Past teacher and popular author Mark Smith is well known for his YA novels (some of which are included in the school curriculum) but Three Boys Gone (Pan Macmillan 2024) is his first adult psychological thriller, and what a fantastic debut into the crime/mystery genre it is! The story has high stakes, a propelling narrative tension and is written in Smith’s skilful and engaging prose.

This novel will provoke many thoughtful book club discussions with the question at its core: What would YOU do? (There are no spoilers here, as all of this happens in the first pages.)

Outdoor Ed teacher Grace Disher leads a Year 10 walking / camping excursion in the company of two other teachers and a noisy, feisty, typical group of adolescent boys. But in every teacher’s worst nightmare, in a quicksilver moment of surreal unbelievability, three boys slip into the ocean for a swim and are drowned in the horrendous conditions. It all happens so fast. Grace is the only witness. And she does not attempt a rescue, because the first rule of rescue is not to create another casualty, and she is sure she will drown if she ventures into the wild waves. This is a split-second decision made in perilous conditions but one that will haunt her doggedly as the days pass.

Investigations by the police, the coroner, the school and of course by the angry and frustrated parents all feature the same question: Should Grace have risked her life, or given her life, to at least attempt to save the boys? Even if she knew it was futile? As the days pass, the scandal spreads to the wider community, with keyboard warriors hounding Grace with hostility and vile comments. It becomes even more personal when she is identified and her address made known … she becomes a victim of even more outraged hounding, and both physical and verbal attacks. The attention is relentless as the media, the parents and the community search for someone to blame for the tragic deaths.

This scenario, or similar ones, have played out before in real life and Smith has recreated the fear, tension, mob mentality, vitriol, name and shame, anger and distress that accidental deaths like this cause. Readers will probably think of several actual cases that have stirred up the same level of blame and abuse as grieving parents and families try desperately to make meaning out of the awful truth. The story is punctuated by snippets of news and weather reports which distil the complex happenings into punchy, weighty, cold, hard facts.

But Smith adds an extra layer of intrigue to this narrative, hiding at the centre of the story a secret that at first is only revealed through subtle hints – a word misspoken here, a strange coincidence there. However, as the story progresses, it becomes more and more apparent that Grace’s safety is at risk not only because of this critical event, but because of this hidden intrigue that Smith deliciously slowly reveals, bit by bit, with each chapter. One thing is certain, Grace doesn’t know who she should trust.

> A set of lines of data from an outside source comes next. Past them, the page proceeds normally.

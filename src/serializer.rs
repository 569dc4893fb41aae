//! Named FIFO work queues with a single consumer each.
//!
//! Every serializer owns one worker task; work pushed onto a serializer runs
//! sequentially in push order. The registry tracks live serializers by name
//! and folds their per-queue overload state into a single process-wide
//! alert predicate.

use std::collections::HashMap;
use std::future::Future;
use std::pin::Pin;
use std::sync::atomic::{AtomicBool, AtomicU64, AtomicUsize, Ordering};
use std::sync::{Arc, Mutex, Weak};

use tokio::sync::mpsc;
use tokio::task::JoinHandle;
use tracing::{debug, warn};

use crate::error::{Error, Result};

type SerializedTask = Pin<Box<dyn Future<Output = ()> + Send + 'static>>;

tokio::task_local! {
    static CURRENT_SERIALIZER: String;
}

/// Name of the serializer driving the current task, if the caller runs on
/// one at all.
pub fn current_serializer_name() -> Option<String> {
    CURRENT_SERIALIZER.try_with(|name| name.clone()).ok()
}

/// Registry of live serializers, looked up by name.
pub struct SerializerRegistry {
    names: Mutex<HashMap<String, Weak<SerializerInner>>>,
    alert_count: AtomicUsize,
    name_seq: AtomicU64,
    high_water: usize,
    low_water: usize,
}

impl SerializerRegistry {
    pub fn new(high_water: usize, low_water: usize) -> Arc<Self> {
        Arc::new(Self {
            names: Mutex::new(HashMap::new()),
            alert_count: AtomicUsize::new(0),
            name_seq: AtomicU64::new(1),
            high_water,
            low_water,
        })
    }

    /// True while at least one serializer sits above its high-water mark.
    pub fn overload_alert(&self) -> bool {
        self.alert_count.load(Ordering::SeqCst) > 0
    }

    /// Derive a unique serializer name from a base.
    pub fn build_name(&self, base: &str) -> String {
        let seq = self.name_seq.fetch_add(1, Ordering::Relaxed);
        format!("{base}-{seq:08x}")
    }

    /// Create a serializer under `name` and start its worker. Fails while a
    /// live serializer already carries that name.
    pub fn create(self: &Arc<Self>, name: &str) -> Result<Serializer> {
        let shared = Arc::new(WorkerShared {
            name: name.to_string(),
            registry: Arc::downgrade(self),
            depth: AtomicUsize::new(0),
            alerting: AtomicBool::new(false),
            high_water: self.high_water,
            low_water: self.low_water,
        });
        let (queue, backlog) = mpsc::unbounded_channel();
        let inner = Arc::new(SerializerInner {
            shared: shared.clone(),
            queue: Mutex::new(Some(queue)),
            worker: Mutex::new(None),
        });

        {
            let mut names = self.names.lock().unwrap();
            let taken = names
                .get(name)
                .map(|existing| existing.strong_count() > 0)
                .unwrap_or(false);
            if taken {
                drop(names);
                return Err(Error::SerializerExists(name.to_string()));
            }
            names.insert(name.to_string(), Arc::downgrade(&inner));
        }

        let worker = tokio::spawn(run_worker(shared, backlog));
        *inner.worker.lock().unwrap() = Some(worker);
        debug!(serializer = %name, "serializer created");
        Ok(Serializer { inner })
    }

    /// Look up a live serializer, bumping its reference.
    pub fn get(&self, name: &str) -> Option<Serializer> {
        let names = self.names.lock().unwrap();
        names
            .get(name)
            .and_then(Weak::upgrade)
            .map(|inner| Serializer { inner })
    }

    fn forget(&self, name: &str) {
        let mut names = self.names.lock().unwrap();
        if let Some(weak) = names.get(name) {
            if weak.strong_count() == 0 {
                names.remove(name);
            }
        }
    }
}

/// Named FIFO work queue. Clones share the queue; `shutdown` closes it and
/// waits for the worker to drain everything already pushed.
#[derive(Clone)]
pub struct Serializer {
    inner: Arc<SerializerInner>,
}

struct SerializerInner {
    shared: Arc<WorkerShared>,
    queue: Mutex<Option<mpsc::UnboundedSender<SerializedTask>>>,
    worker: Mutex<Option<JoinHandle<()>>>,
}

struct WorkerShared {
    name: String,
    registry: Weak<SerializerRegistry>,
    depth: AtomicUsize,
    alerting: AtomicBool,
    high_water: usize,
    low_water: usize,
}

impl Serializer {
    pub fn name(&self) -> &str {
        &self.inner.shared.name
    }

    /// Number of tasks pushed but not yet completed.
    pub fn depth(&self) -> usize {
        self.inner.shared.depth.load(Ordering::SeqCst)
    }

    /// Queue a task. Tasks run to completion in push order on the worker.
    pub fn push<F>(&self, task: F) -> Result<()>
    where
        F: Future<Output = ()> + Send + 'static,
    {
        let queue = self.inner.queue.lock().unwrap();
        let Some(sender) = queue.as_ref() else {
            return Err(Error::SerializerClosed(self.name().to_string()));
        };
        self.inner.shared.note_queued();
        if sender.send(Box::pin(task)).is_err() {
            self.inner.shared.note_done();
            return Err(Error::SerializerClosed(self.name().to_string()));
        }
        Ok(())
    }

    /// Close the queue, drop the name mapping, and wait for the worker to
    /// finish every task already queued.
    pub async fn shutdown(&self) {
        if let Some(registry) = self.inner.shared.registry.upgrade() {
            let mut names = registry.names.lock().unwrap();
            names.remove(&self.inner.shared.name);
        }
        self.inner.queue.lock().unwrap().take();
        let worker = self.inner.worker.lock().unwrap().take();
        if let Some(worker) = worker {
            let _ = worker.await;
        }
    }
}

impl Drop for SerializerInner {
    fn drop(&mut self) {
        if let Some(registry) = self.shared.registry.upgrade() {
            registry.forget(&self.shared.name);
        }
    }
}

impl WorkerShared {
    fn note_queued(&self) {
        let depth = self.depth.fetch_add(1, Ordering::SeqCst) + 1;
        if depth >= self.high_water && !self.alerting.swap(true, Ordering::SeqCst) {
            if let Some(registry) = self.registry.upgrade() {
                registry.alert_count.fetch_add(1, Ordering::SeqCst);
            }
            warn!(serializer = %self.name, depth, "serializer above high-water mark");
        }
    }

    fn note_done(&self) {
        let depth = self.depth.fetch_sub(1, Ordering::SeqCst) - 1;
        if depth <= self.low_water {
            self.clear_alert();
        }
    }

    fn clear_alert(&self) {
        if self.alerting.swap(false, Ordering::SeqCst) {
            if let Some(registry) = self.registry.upgrade() {
                registry.alert_count.fetch_sub(1, Ordering::SeqCst);
            }
            debug!(serializer = %self.name, "serializer back below low-water mark");
        }
    }
}

impl Drop for WorkerShared {
    fn drop(&mut self) {
        self.clear_alert();
    }
}

async fn run_worker(
    shared: Arc<WorkerShared>,
    mut backlog: mpsc::UnboundedReceiver<SerializedTask>,
) {
    while let Some(task) = backlog.recv().await {
        CURRENT_SERIALIZER.scope(shared.name.clone(), task).await;
        shared.note_done();
    }
    debug!(serializer = %shared.name, "serializer drained");
}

Smith is known for his beautiful environmental writing, setting his novels in stunning locations along the Australian coast. His depiction of the beaches and the bush, the wildness and dangers, the beauty and harsh brutality, provides a familiar scaffold to the story that unfolds. The setting is almost a character itself and his knowledge of local ocean conditions, fast-changing weather and the accompanying risks to unwary individuals is an electric and charged background to the decisions made.

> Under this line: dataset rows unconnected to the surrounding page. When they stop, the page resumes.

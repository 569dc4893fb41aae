use std::sync::Arc;

use async_trait::async_trait;
use rsip::StatusCode;

use crate::error::Result;
use crate::sip::dialog::Dialog;
use crate::sip::endpoint::SipEndpoint;
use crate::sip::message::{RxData, TxData};
use crate::sip::transaction::{Transaction, TransactionKey};

/// Verdict from the credential verifier for one request.
#[derive(Debug, Clone, Copy, PartialEq, Eq)]
pub enum AuthVerdict {
    /// No usable credentials yet; the prepared 401 now carries a challenge.
    Challenge,
    Success,
    /// Credentials were presented and rejected.
    Failed,
    /// The verifier itself failed.
    Error,
}

/// Dialog and transaction bookkeeping plus response transmission, provided
/// by the embedding SIP stack.
#[async_trait]
pub trait SipStack: Send + Sync {
    /// Standard dialog lookup on (Call-ID, local tag, remote tag).
    async fn find_dialog(
        &self,
        call_id: &str,
        local_tag: Option<&str>,
        remote_tag: Option<&str>,
    ) -> Option<Arc<Dialog>>;

    async fn find_transaction(&self, key: &TransactionKey) -> Option<Arc<Transaction>>;

    /// Build an empty response to `rdata` with the given status.
    async fn create_response(&self, rdata: &RxData, status: StatusCode) -> Result<TxData>;

    /// Send a response built with `create_response`.
    async fn send_response(&self, rdata: &RxData, tdata: TxData) -> Result<()>;

    /// Generate and send a response statelessly.
    async fn respond_stateless(&self, rdata: &RxData, status: StatusCode) -> Result<()>;
}

/// Resolves the configured endpoint a request originates from.
#[async_trait]
pub trait EndpointResolver: Send + Sync {
    async fn identify(&self, rdata: &RxData) -> Option<Arc<SipEndpoint>>;
}

/// Credential verification for endpoints whose policy gates requests.
#[async_trait]
pub trait AuthVerifier: Send + Sync {
    /// Whether `endpoint`'s policy gates this request.
    fn requires_authentication(&self, endpoint: &SipEndpoint, rdata: &RxData) -> bool;

    /// Evaluate the request against the endpoint's auth records, populating
    /// the prepared 401 with a challenge when one must be issued.
    async fn check(
        &self,
        endpoint: &Arc<SipEndpoint>,
        rdata: &RxData,
        tdata: &mut TxData,
    ) -> AuthVerdict;
}

/// Sink for security-relevant events on the inbound path.
pub trait SecurityReporter: Send + Sync {
    fn invalid_endpoint(&self, _name: &str, _rdata: &RxData) {}
    fn auth_challenge_sent(&self, _endpoint: &SipEndpoint, _rdata: &RxData, _tdata: &TxData) {}
    fn auth_success(&self, _endpoint: &SipEndpoint, _rdata: &RxData) {}
    fn failed_challenge_response(&self, _endpoint: &SipEndpoint, _rdata: &RxData) {}
}

/// Reporter that drops every event.
pub struct NoopSecurityReporter;

impl SecurityReporter for NoopSecurityReporter {}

He explores themes of class, race, gender, sexuality and power with nuanced and well-developed characters, a pacy narrative and a nail-biting conclusion.

This is a story of a split-second tragedy, impossible choices, high tension and relentless and intense scrutiny surrounding a dangerous secret. Once you delve in, you will want to keep swimming to the bitter end, the page-turning story setting a fast pace with unexpected twists and reveals that only add to the high drama of the already tragic and testing situation. And always, at the heart, is the central question: What would YOU do?

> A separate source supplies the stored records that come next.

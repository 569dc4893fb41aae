use std::sync::Mutex;
use std::sync::atomic::AtomicBool;
use std::sync::Arc;

use tracing::{debug, info};

use crate::config::DistributorConfig;
use crate::error::{Error, Result};
use crate::serializer::{Serializer, SerializerRegistry};
use crate::sip::endpoint::{SipAuth, SipEndpoint};
use crate::sip::message::RxData;
use crate::sip::module::{ModuleRegistry, SipModule};
use crate::sip::services::{
    AuthVerifier, EndpointResolver, NoopSecurityReporter, SecurityReporter, SipStack,
};

use super::authenticate::{AUTH_MOD_NAME, AuthenticatorModule};
use super::dispatch::{DISTRIBUTOR_MOD_NAME, DistributorModule};
use super::identify::{ENDPOINT_MOD_NAME, EndpointIdentifierModule};
use super::state::DistributorContext;

/// Base for the generated pool serializer names.
const POOL_NAME_BASE: &str = "sip/distributor";

/// Wires the distributor subsystem to the embedding stack and its services.
pub struct DistributorBuilder {
    config: DistributorConfig,
    stack: Option<Arc<dyn SipStack>>,
    resolver: Option<Arc<dyn EndpointResolver>>,
    verifier: Option<Arc<dyn AuthVerifier>>,
    reporter: Arc<dyn SecurityReporter>,
    modules: Option<Arc<ModuleRegistry>>,
}

impl DistributorBuilder {
    pub fn new(config: DistributorConfig) -> Self {
        Self {
            config,
            stack: None,
            resolver: None,
            verifier: None,
            reporter: Arc::new(NoopSecurityReporter),
            modules: None,
        }
    }

    pub fn with_stack(mut self, stack: Arc<dyn SipStack>) -> Self {
        self.stack = Some(stack);
        self
    }

    pub fn with_resolver(mut self, resolver: Arc<dyn EndpointResolver>) -> Self {
        self.resolver = Some(resolver);
        self
    }

    pub fn with_verifier(mut self, verifier: Arc<dyn AuthVerifier>) -> Self {
        self.verifier = Some(verifier);
        self
    }

    pub fn with_reporter(mut self, reporter: Arc<dyn SecurityReporter>) -> Self {
        self.reporter = reporter;
        self
    }

    /// Module chain to register with. A fresh one is created when the
    /// embedding stack does not supply its own.
    pub fn with_modules(mut self, modules: Arc<ModuleRegistry>) -> Self {
        self.modules = Some(modules);
        self
    }

    /// Create the serializer pool and the synthetic endpoint and auth, then
    /// register the three inbound modules. Unwinds everything on failure.
    pub async fn build(self) -> Result<Distributor> {
        self.config.validate()?;
        let stack = self
            .stack
            .ok_or_else(|| Error::Configuration("missing sip stack".into()))?;
        let resolver = self
            .resolver
            .ok_or_else(|| Error::Configuration("missing endpoint resolver".into()))?;
        let verifier = self
            .verifier
            .ok_or_else(|| Error::Configuration("missing auth verifier".into()))?;
        let modules = self.modules.unwrap_or_else(ModuleRegistry::new);

        let serializers = SerializerRegistry::new(
            self.config.queue_high_water,
            self.config.queue_low_water,
        );

        let mut pool = Vec::with_capacity(self.config.pool_size);
        for _ in 0..self.config.pool_size {
            let name = serializers.build_name(POOL_NAME_BASE);
            match serializers.create(&name) {
                Ok(serializer) => pool.push(serializer),
                Err(err) => {
                    drain_pool(pool).await;
                    return Err(err);
                }
            }
        }

        let ctx = Arc::new(DistributorContext {
            artificial_endpoint: SipEndpoint::artificial(),
            artificial_auth: Arc::new(SipAuth::artificial(&self.config.artificial_realm)),
            stack,
            resolver,
            verifier,
            reporter: self.reporter,
            serializers,
            modules,
            pool: Mutex::new(pool),
            booted: AtomicBool::new(false),
            config: self.config,
        });

        let inbound: [Arc<dyn SipModule>; 3] = [
            DistributorModule::new(ctx.clone()),
            EndpointIdentifierModule::new(ctx.clone()),
            AuthenticatorModule::new(ctx.clone()),
        ];
        let mut registered: Vec<String> = Vec::with_capacity(inbound.len());
        for module in inbound {
            let name = module.name().to_string();
            if let Err(err) = ctx.modules.register(module) {
                for name in registered.iter().rev() {
                    ctx.modules.unregister(name);
                }
                drain_pool(ctx.take_pool()).await;
                return Err(err);
            }
            registered.push(name);
        }

        info!(pool_size = ctx.config.pool_size, "request distributor initialized");
        Ok(Distributor { ctx })
    }
}

/// Running distributor subsystem.
///
/// Until `set_booted` is called every inbound message is silently consumed,
/// leaving recovery to peer retransmission. Call `shutdown` to quiesce.
pub struct Distributor {
    ctx: Arc<DistributorContext>,
}

impl std::fmt::Debug for Distributor {
    fn fmt(&self, f: &mut std::fmt::Formatter<'_>) -> std::fmt::Result {
        f.debug_struct("Distributor").finish_non_exhaustive()
    }
}

impl Distributor {
    pub fn builder(config: DistributorConfig) -> DistributorBuilder {
        DistributorBuilder::new(config)
    }

    /// Open the boot gate and start dispatching traffic.
    pub fn set_booted(&self) {
        self.ctx.set_booted();
        debug!("request distributor accepting traffic");
    }

    /// The module chain the distributor registered with.
    pub fn modules(&self) -> Arc<ModuleRegistry> {
        self.ctx.modules.clone()
    }

    /// Registry holding the pool and any application-created serializers.
    pub fn serializers(&self) -> Arc<SerializerRegistry> {
        self.ctx.serializers.clone()
    }

    /// Pool serializer for a message with no affinity, picked by hashing
    /// its Call-ID and remote tag.
    pub fn serializer_for(&self, rdata: &RxData) -> Option<Serializer> {
        self.ctx.serializer_for(rdata)
    }

    /// The synthetic endpoint substituted for unidentified requests,
    /// reference bumped.
    pub fn artificial_endpoint(&self) -> Arc<SipEndpoint> {
        self.ctx.artificial_endpoint()
    }

    /// The synthetic auth record paired with the synthetic endpoint.
    pub fn artificial_auth(&self) -> Arc<SipAuth> {
        self.ctx.artificial_auth()
    }

    #[cfg(test)]
    pub(crate) fn context(&self) -> Arc<DistributorContext> {
        self.ctx.clone()
    }

    /// Quiesce: unregister the modules so no new work arrives, drain the
    /// pool serializers, then release the synthetics with the context.
    pub async fn shutdown(self) {
        for name in [AUTH_MOD_NAME, ENDPOINT_MOD_NAME, DISTRIBUTOR_MOD_NAME] {
            self.ctx.modules.unregister(name);
        }
        drain_pool(self.ctx.take_pool()).await;
        info!("request distributor shut down");
    }
}

async fn drain_pool(pool: Vec<Serializer>) {
    for serializer in pool {
        serializer.shutdown().await;
    }
}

At what point is your own life worth less than that of someone else? Most of us know we would risk our lives for our family, but would we selflessly risk death to save those under our care? Or even a stranger? How would you rationalise your decision? How would you live with yourself afterwards? How can such an impossibly dark situation, bereft of any good outcome, be survivable?

A brave, vulnerable, explosive and thought-provoking read from an author ready to challenge readers’ preconceptions of themselves and their own capabilities.